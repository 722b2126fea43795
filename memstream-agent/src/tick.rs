//! The per-tick memory loop: perceive, recall, reflect.

use memstream_core::cognition::Cognition;
use memstream_core::embedding::EmbeddingProvider;
use memstream_core::reflection::{ReflectionContext, ReflectionOutcome, reflect};
use memstream_core::retrieval::{AssociativeRetrieval, RetrievalEngine};
use memstream_core::{MemstreamConfig, NodeId, Result, Timestamp, Triple};
use tracing::{debug, instrument};

use crate::agent::Agent;
use crate::perception::{PerceivedTile, PerceptionContext, PerceptionLimits, SelfAction, perceive};

/// What the agent sees this tick.
#[derive(Debug, Clone, Copy)]
pub struct TickInput<'a> {
    /// Visible tiles.
    pub tiles: &'a [PerceivedTile],
    /// `world:sector:arena` the agent stands in; events elsewhere are ignored.
    pub arena: Option<&'a str>,
    /// Simulation time.
    pub now: Timestamp,
}

/// Everything one tick wrote or recalled.
#[derive(Debug, Clone, Default, PartialEq)]
pub struct TickReport {
    /// Event nodes written by perception.
    pub perceived: Vec<NodeId>,
    /// Keyword-associated memories per perceived event.
    pub associative: Vec<AssociativeRetrieval>,
    /// Reflection results.
    pub reflection: ReflectionOutcome,
}

impl Agent {
    /// Run one cognitive tick.
    ///
    /// Scratch counters and conversation state are written back even when
    /// reflection fails.
    ///
    /// # Errors
    ///
    /// Perception failures and a failed conversation closeout.
    #[instrument(
        name = "memstream::tick",
        skip_all,
        fields(agent = %self.scratch.name, now = %input.now)
    )]
    pub async fn tick<C: Cognition>(
        &mut self,
        cognition: &C,
        embedder: &dyn EmbeddingProvider,
        config: &MemstreamConfig,
        input: TickInput<'_>,
    ) -> Result<TickReport> {
        self.scratch.curr_time = Some(input.now);
        let persona = self.scratch.persona();
        let mut counters = self.scratch.counters();
        let mut conversation = self.scratch.conversation();

        let perceived = {
            let action = SelfAction {
                event: self.scratch.act_event.as_ref().map(|(s, p, o)| {
                    Triple::new(
                        s.clone(),
                        p.clone().unwrap_or_default(),
                        o.clone().unwrap_or_default(),
                    )
                }),
                description: self.scratch.act_description.as_deref(),
                transcript: &conversation.transcript,
            };
            let ctx = PerceptionContext {
                cognition,
                embedder,
                persona: &persona,
                limits: PerceptionLimits {
                    attention_bandwidth: self.scratch.att_bandwidth,
                    retention: self.scratch.retention,
                },
                action,
            };
            let result = perceive(
                &mut self.store,
                &mut self.spatial,
                &mut counters,
                &ctx,
                input.tiles,
                input.arena,
                input.now,
            )
            .await;
            self.scratch.set_counters(&counters);
            result?
        };

        let associative = RetrievalEngine::related_to_events(&self.store, &perceived);

        let engine = RetrievalEngine::new(self.scratch.retrieval_params(config.retrieval.top_n));
        let mut reflection_config = config.reflection.clone();
        reflection_config.insights_per_focal_point = self.scratch.thought_count;
        let ctx = ReflectionContext {
            cognition,
            embedder,
            persona: &persona,
            config: &reflection_config,
            retrieval: &engine,
        };
        let reflection = reflect(
            &mut self.store,
            &mut counters,
            &mut conversation,
            &ctx,
            input.now,
        )
        .await;
        self.scratch.set_counters(&counters);
        self.scratch.set_conversation(&conversation);
        let reflection = reflection?;

        debug!(
            perceived = perceived.len(),
            thoughts = reflection.thoughts.len(),
            closeout = reflection.closeout.len(),
            "tick done"
        );
        Ok(TickReport {
            perceived,
            associative,
            reflection,
        })
    }
}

· · · · ·

**Exercise directions:**
From top to bottom, return the material above unchanged.

**Response for this exercise:**
repository 722b2126fea43795
filename memstream-agent/src/tick.rs
//! The per-tick memory loop: perceive, recall, reflect.

use memstream_core::cognition::Cognition;
use memstream_core::embedding::EmbeddingProvider;
use memstream_core::reflection::{ReflectionContext, ReflectionOutcome, reflect};
use memstream_core::retrieval::{AssociativeRetrieval, RetrievalEngine};
use memstream_core::{MemstreamConfig, NodeId, Result, Timestamp, Triple};
use tracing::{debug, instrument};

use crate::agent::Agent;
use crate::perception::{PerceivedTile, PerceptionContext, PerceptionLimits, SelfAction, perceive};

/// What the agent sees this tick.
#[derive(Debug, Clone, Copy)]
pub struct TickInput<'a> {
    /// Visible tiles.
    pub tiles: &'a [PerceivedTile],
    /// `world:sector:arena` the agent stands in; events elsewhere are ignored.
    pub arena: Option<&'a str>,
    /// Simulation time.
    pub now: Timestamp,
}

/// Everything one tick wrote or recalled.
#[derive(Debug, Clone, Default, PartialEq)]
pub struct TickReport {
    /// Event nodes written by perception.
    pub perceived: Vec<NodeId>,
    /// Keyword-associated memories per perceived event.
    pub associative: Vec<AssociativeRetrieval>,
    /// Reflection results.
    pub reflection: ReflectionOutcome,
}

impl Agent {
    /// Run one cognitive tick.
    ///
    /// Scratch counters and conversation state are written back even when
    /// reflection fails.
    ///
    /// # Errors
    ///
    /// Perception failures and a failed conversation closeout.
    #[instrument(
        name = "memstream::tick",
        skip_all,
        fields(agent = %self.scratch.name, now = %input.now)
    )]
    pub async fn tick<C: Cognition>(
        &mut self,
        cognition: &C,
        embedder: &dyn EmbeddingProvider,
        config: &MemstreamConfig,
        input: TickInput<'_>,
    ) -> Result<TickReport> {
        self.scratch.curr_time = Some(input.now);
        let persona = self.scratch.persona();
        let mut counters = self.scratch.counters();
        let mut conversation = self.scratch.conversation();

        let perceived = {
            let action = SelfAction {
                event: self.scratch.act_event.as_ref().map(|(s, p, o)| {
                    Triple::new(
                        s.clone(),
                        p.clone().unwrap_or_default(),
                        o.clone().unwrap_or_default(),
                    )
                }),
                description: self.scratch.act_description.as_deref(),
                transcript: &conversation.transcript,
            };
            let ctx = PerceptionContext {
                cognition,
                embedder,
                persona: &persona,
                limits: PerceptionLimits {
                    attention_bandwidth: self.scratch.att_bandwidth,
                    retention: self.scratch.retention,
                },
                action,
            };
            let result = perceive(
                &mut self.store,
                &mut self.spatial,
                &mut counters,
                &ctx,
                input.tiles,
                input.arena,
                input.now,
            )
            .await;
            self.scratch.set_counters(&counters);
            result?
        };

        let associative = RetrievalEngine::related_to_events(&self.store, &perceived);

        let engine = RetrievalEngine::new(self.scratch.retrieval_params(config.retrieval.top_n));
        let mut reflection_config = config.reflection.clone();
        reflection_config.insights_per_focal_point = self.scratch.thought_count;
        let ctx = ReflectionContext {
            cognition,
            embedder,
            persona: &persona,
            config: &reflection_config,
            retrieval: &engine,
        };
        let reflection = reflect(
            &mut self.store,
            &mut counters,
            &mut conversation,
            &ctx,
            input.now,
        )
        .await;
        self.scratch.set_counters(&counters);
        self.scratch.set_conversation(&conversation);
        let reflection = reflection?;

        debug!(
            perceived = perceived.len(),
            thoughts = reflection.thoughts.len(),
            closeout = reflection.closeout.len(),
            "tick done"
        );
        Ok(TickReport {
            perceived,
            associative,
            reflection,
        })
    }
}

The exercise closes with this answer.